[Provided records]

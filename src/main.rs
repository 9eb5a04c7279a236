//! stageload - load CSV data into a warehouse table through an object store
//!
//! # Program Flow
//!
//! 1. Parse command-line arguments and set up logging
//! 2. For `load`: read the CSV file, validate the export (no I/O), then
//!    connect to the object store and the warehouse and run it
//! 3. For `exec`: split the script, execute each statement, commit
//! 4. For `query`: run the query and print the result as CSV

use std::fs;
use std::io;

use anyhow::{Context, Result};
use tracing::info;
use tracing_subscriber::EnvFilter;

use stageload::cli::{self, Command, LoadArgs, StageloadArgs};
use stageload::config::AppConfig;
use stageload::csv_handler::CsvHandler;
use stageload::pipeline::ExportPlan;
use stageload::script::{run_script, split_statements};
use stageload::staging::StagingStore;
use stageload::warehouse::{Warehouse, WarehouseClient};

fn init_logging(verbose: bool) {
    let default_level = if verbose { "debug" } else { "info" };
    let filter = EnvFilter::try_from_default_env().unwrap_or_else(|_| EnvFilter::new(default_level));
    tracing_subscriber::fmt()
        .with_env_filter(filter)
        .with_writer(io::stderr)
        .init();
}

/// Read SQL given inline or, with a leading `@`, from a file
fn read_sql(sql: &str) -> Result<String> {
    match sql.strip_prefix('@') {
        Some(path) => fs::read_to_string(path).with_context(|| format!("Failed to read SQL file: {path}")),
        None => Ok(sql.to_string()),
    }
}

fn connect_warehouse(args: &StageloadArgs) -> Result<WarehouseClient> {
    let config = args.warehouse.to_config()?;
    WarehouseClient::connect(&config).context("Failed to connect to the warehouse")
}

fn run_load(args: &StageloadArgs, load: &LoadArgs) -> Result<()> {
    let input = CsvHandler::new(&load.input_delimiter, "\"")?;
    let data = input
        .load_csv(&load.file)
        .with_context(|| format!("Failed to load file: {}", load.file.display()))?;
    info!(rows = data.row_count(), columns = data.column_count(), "read input file");

    // Validation and statement building happen before any connection is made
    let plan = ExportPlan::prepare(&data, &load.table, load.export_options(args.store.region.clone()))
        .context("Invalid export")?;

    let config = AppConfig::new(args.verbose, args.warehouse.to_config()?, args.store.to_config()?);
    let staging = StagingStore::connect(config.store()).context("Failed to open the object store")?;
    let mut warehouse =
        WarehouseClient::connect(config.warehouse()).context("Failed to connect to the warehouse")?;

    let report = plan
        .run(&mut warehouse, &staging)
        .with_context(|| format!("Failed to load table {}", load.table))?;
    warehouse.close()?;

    if load.json {
        println!("{}", serde_json::to_string_pretty(&report)?);
        return Ok(());
    }
    if config.verbose() {
        for statement in &report.statements {
            println!("{statement}");
        }
    }
    println!("Loaded {} rows into {} from {}", report.rows, report.table, report.staged.uri);
    Ok(())
}

fn run_exec(args: &StageloadArgs, sql: &str) -> Result<()> {
    let script = read_sql(sql)?;
    let statements = split_statements(&script).context("Failed to split SQL script")?;
    let mut warehouse = connect_warehouse(args)?;

    let executed = run_script(&mut warehouse, &statements).context("Failed to execute SQL script")?;
    warehouse.close()?;

    println!("Executed {} statements", executed);
    Ok(())
}

fn run_query(args: &StageloadArgs, sql: &str) -> Result<()> {
    let sql = read_sql(sql)?;
    let mut warehouse = connect_warehouse(args)?;
    let table = warehouse
        .query(&sql)
        .with_context(|| format!("Failed to execute SQL: {sql}"))?;
    warehouse.close()?;

    let header: Vec<String> = table.column_names().iter().map(|c| c.to_string()).collect();
    CsvHandler::default().write_table(&table, &header, io::stdout().lock())?;
    Ok(())
}

fn main() -> Result<()> {
    let args = cli::parse_args()?;
    init_logging(args.verbose);

    match &args.command {
        Command::Load(load) => run_load(&args, load),
        Command::Exec { sql } => run_exec(&args, sql),
        Command::Query { sql } => run_query(&args, sql),
    }
}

[/Provided records]

Only the line containing "init_logging(args.verbose);" and the lines after it, through the end of the data, should be copied, exactly as they are.

■ Exercise response ■
    init_logging(args.verbose);

    match &args.command {
        Command::Load(load) => run_load(&args, load),
        Command::Exec { sql } => run_exec(&args, sql),
        Command::Query { sql } => run_query(&args, sql),
    }
}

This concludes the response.